I discovered TwoTone, a web-based app that converts data into sounds. TwoTone allows users without any music or technical background to create sounds out of their datasets to better understand them. For converting numerical values to audio, TwoTone uses a Musical Scale, whereby higher values correspond to higher pitches. On the far left is the “Data Source” or variable and the corresponding instrument is on the right. Variables include:
- DRRINT = Daily Self-Response Rate — Internet (Piano)
- DRRALL = Daily Self-Response Rate — Overall (Double Bass)
- CRRINT = Cumulative Self-Response Rate — Overall (Church Organ)
People can become a data DJs by layering and mixing tracks (variables). They can add their voices by narrating in between or during tracks and make that into a story. I immediately thought of a data-driven hip-hop cypher with a DJ and rapper providing the words and music, then using the mix-down (MP3 file) to create a three-dimensional representation of the production.
To create the 3D model, I imported the mix-down (MP3 file) into Magic and created a waveform effect. I used the kaleidoscope to create a circular design. Then, I inverted the waveform and cleaned it up using Inkscape. I imported the SVG file into Tinkercad and created the model.
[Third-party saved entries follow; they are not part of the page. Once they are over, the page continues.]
impl Mutate<Ops> for OpsMutator {
    fn mutate(&mut self, c: &mut mutatis::Candidates<'_>, ops: &mut Ops) -> mutatis::Result<()> {
        // Completely random mutations on a single-element basis.
        m::default::<Vec<Op>>().mutate(c, &mut ops.ops)?;

        fn alloc_positions_and_ids(ops: &Ops) -> impl Iterator<Item = (usize, u32)> + '_ {
            ops.ops.iter().enumerate().filter_map(|(i, op)| match op {
                Op::Alloc { id, .. } => Some((i, *id)),
                _ => None,
            })
        }

        // Retarget an operation to an existing `id`.
        c.mutation(|ctx| {
            let num_allocs = alloc_positions_and_ids(ops).count();
            if let Some(alloc_index) = ctx.rng().gen_index(num_allocs) {
                let (_, new_id) = alloc_positions_and_ids(ops).nth(alloc_index).unwrap();
                let op_index = ctx.rng().gen_index(ops.ops.len()).unwrap();
                match &mut ops.ops[op_index] {
                    Op::Alloc { id, .. }
                    | Op::Release { id }
                    | Op::ReleaseStale { id }
                    | Op::ReleaseInterior { id, .. } => {
                        *id = new_id;
                    }
                }
            }
            Ok(())
        })?;

        // Release an existing allocation, possibly followed by a bogus release
        // of the same pointer.
        if !c.shrink() {
            c.mutation(|ctx| {
                let num_allocs = alloc_positions_and_ids(ops).count();
                if let Some(alloc_index) = ctx.rng().gen_index(num_allocs) {
                    let (op_index, id) = alloc_positions_and_ids(ops).nth(alloc_index).unwrap();
                    let release_index =
                        op_index + 1 + ctx.rng().gen_index(ops.ops.len() - op_index).unwrap();
                    ops.ops.insert(release_index, Op::Release { id });
                    if ctx.rng().gen_bool() {
                        ops.ops.insert(release_index + 1, Op::ReleaseStale { id });
                    }
                }
                Ok(())
            })?;
        }

        Ok(())
    }
}

macro_rules! ensure {
    ( $cond:expr , $msg:expr $( , $args:expr )* $(,)? ) => {{
        let cond = $cond;
        if !cond {
            let msg = format!($msg $( , $args )* );
            let str_cond = stringify!($cond);
            return Err(format!("check failed: `{str_cond}`: {msg}"));
        }
    }};
}

impl Ops {
    /// Create a new `Ops` from the given test operations.
    pub fn new(ops: impl IntoIterator<Item = Op>) -> Self {
        let ops = ops.into_iter().collect();
        Ops { ops }
    }

    /// Remove the last operation, returning whether there was one.
    pub fn pop(&mut self) -> bool {
        self.ops.pop().is_some()
    }

    /// Run these test operations against a fresh heap of `heap_size` bytes.
    pub fn run(&self, heap_size: usize) -> Result<(), String> {
        let heap = Heap::new(heap_size).map_err(|e| format!("cannot create heap: {e}"))?;
        self.run_with_heap(heap)
    }

    /// Run these test operations against the given heap, which must have no
    /// live allocations.
    pub fn run_with_heap(&self, mut heap: Heap) -> Result<(), String> {
        log::debug!("========== Running test operations ==========");

        let mut live = LiveMap::default();
        check_heap(&heap, &live)?;
        let initial: Vec<_> = heap.blocks().collect();

        // Pointers that ids used to hold, for stale releases.
        let mut stale: BTreeMap<u32, NonNull<u8>> = BTreeMap::new();

        // The block list just before the most recent allocation, as long as
        // nothing else has touched the heap since.
        let mut before_last_alloc: Option<(u32, Vec<_>)> = None;

        // Fill an allocation with the given byte pattern.
        let fill = |alloc: &LiveAlloc, byte: u8| unsafe {
            alloc.ptr.as_ptr().write_bytes(byte, alloc.usable);
        };

        // Check that nothing has scribbled over a live allocation.
        let check_intact = |id: u32, alloc: &LiveAlloc| -> Result<(), String> {
            let slice = unsafe { core::slice::from_raw_parts(alloc.ptr.as_ptr(), alloc.usable) };
            ensure!(
                slice.iter().all(|b| *b == LIVE_POISON_PATTERN),
                "live allocation id{id} at {:p} was overwritten",
                alloc.ptr,
            );
            Ok(())
        };

        // Release a live allocation, which must succeed.
        let release = |heap: &mut Heap, id: u32, alloc: LiveAlloc| -> Result<(), String> {
            log::debug!("releasing id{id} -> {alloc:?}");
            check_intact(id, &alloc)?;
            fill(&alloc, FREE_POISON_PATTERN);
            heap.release(alloc.ptr.as_ptr())
                .map_err(|e| format!("releasing live allocation id{id} failed: {e}"))
        };

        // Attempt a release that must be rejected without any effect.
        let release_bogus = |heap: &mut Heap, ptr: *mut u8| -> Result<(), String> {
            let before: Vec<_> = heap.blocks().collect();
            let result = heap.release(ptr);
            log::debug!("bogus release of {ptr:p} -> {result:?}");
            ensure!(result.is_err(), "bogus release of {ptr:p} succeeded");
            ensure!(
                heap.blocks().eq(before.iter().copied()),
                "rejected release of {ptr:p} modified the heap",
            );
            Ok(())
        };

        // Interpret each op and check that our invariants are upheld and
        // properties are maintained as we go!
        for op in &self.ops {
            log::debug!("Running {op:?}");

            match *op {
                Op::Alloc { id, size } => {
                    let size = usize::from(size.0);

                    if let Some(old) = live.map.remove(&id) {
                        let ptr = old.ptr;
                        release(&mut heap, id, old)?;
                        stale.insert(id, ptr);
                    }

                    let before: Vec<_> = heap.blocks().collect();
                    let expected = expected_fit(&heap, size);

                    match heap.allocate(size) {
                        Ok(ptr) => {
                            let addr = ptr.as_ptr() as usize;
                            ensure!(size > 0, "zero-sized allocation succeeded");
                            ensure!(
                                addr % BLOCK_ALIGN == 0,
                                "payload {ptr:p} is not {BLOCK_ALIGN}-byte aligned",
                            );
                            ensure!(
                                Some(addr - HEADER_BYTES) == expected,
                                "allocation of {size} bytes did not take the best fit: \
                                 got block {:#x}, expected {expected:#x?}",
                                addr - HEADER_BYTES,
                            );

                            let usable = heap
                                .usable_size(ptr)
                                .map_err(|e| format!("fresh allocation is not live: {e}"))?;
                            ensure!(
                                usable >= size && usable < size + BLOCK_ALIGN,
                                "usable size {usable} does not fit request of {size}",
                            );

                            let alloc = LiveAlloc { ptr, size, usable };
                            log::debug!("new allocation: id{id} -> {alloc:?}");
                            live.assert_not_overlapping(&alloc)?;
                            fill(&alloc, LIVE_POISON_PATTERN);
                            live.map.insert(id, alloc);
                            stale.remove(&id);

                            before_last_alloc = Some((id, before));
                        }
                        Err(HeapError::InvalidArgument(_)) => {
                            ensure!(size == 0, "allocation of {size} bytes was rejected");
                            before_last_alloc = None;
                        }
                        Err(HeapError::OutOfMemory { .. }) => {
                            ensure!(
                                expected.is_none(),
                                "allocation of {size} bytes failed despite a fit at {expected:#x?}",
                            );
                            ensure!(
                                heap.blocks().eq(before.iter().copied()),
                                "failed allocation modified the heap",
                            );
                            before_last_alloc = None;
                        }
                        Err(e) => return Err(format!("unexpected allocation error: {e}")),
                    }
                }

                Op::Release { id } => {
                    if let Some(alloc) = live.map.remove(&id) {
                        let ptr = alloc.ptr;
                        release(&mut heap, id, alloc)?;
                        stale.insert(id, ptr);

                        // Releasing the most recent allocation, with nothing in
                        // between, puts the heap back exactly as it was.
                        if let Some((last_id, before)) = before_last_alloc.take() {
                            if last_id == id {
                                ensure!(
                                    heap.blocks().eq(before.iter().copied()),
                                    "allocate-then-release of id{id} did not round trip",
                                );
                            }
                        }
                    }
                }

                Op::ReleaseStale { id } => {
                    if let Some(&ptr) = stale.get(&id) {
                        // Only bogus if nothing live has been placed there since.
                        if live.map.values().all(|a| a.ptr != ptr) {
                            release_bogus(&mut heap, ptr.as_ptr())?;
                        }
                    }
                }

                Op::ReleaseInterior { id, offset } => {
                    if let Some(alloc) = live.map.get(&id) {
                        let offset = 1 + usize::from(offset) % (alloc.usable - 1);
                        let ptr = unsafe { alloc.ptr.as_ptr().add(offset) };
                        release_bogus(&mut heap, ptr)?;
                    }
                }
            }

            check_heap(&heap, &live)?;
        }

        // Finally, release any remaining live allocations.
        for (id, alloc) in std::mem::take(&mut live.map) {
            release(&mut heap, id, alloc)?;
        }
        check_heap(&heap, &live)?;
        ensure!(
            heap.blocks().eq(initial.iter().copied()),
            "releasing everything did not restore the initial heap",
        );

        Ok(())
    }
}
A next step might be to 3D print this model or go back in with Magic and create a fully realized (complex) visualization. I’m thinking about what this might look like as an interactive object. For now, I will create how-to guides and link these stages to learning strands such as ISTE’s Computational Thinker standard:
In 2017, I learned that marine scientists in Little Cayman were inserting sensors into invasive lionfish to track their movements. I suggested taking the lionfish data and doing something similar to what I did with the Census data so that Cayman students could visually see what was happening when the fish moved further and further out in the ocean. Unfortunately, we never got around to trying that but maybe in the near future.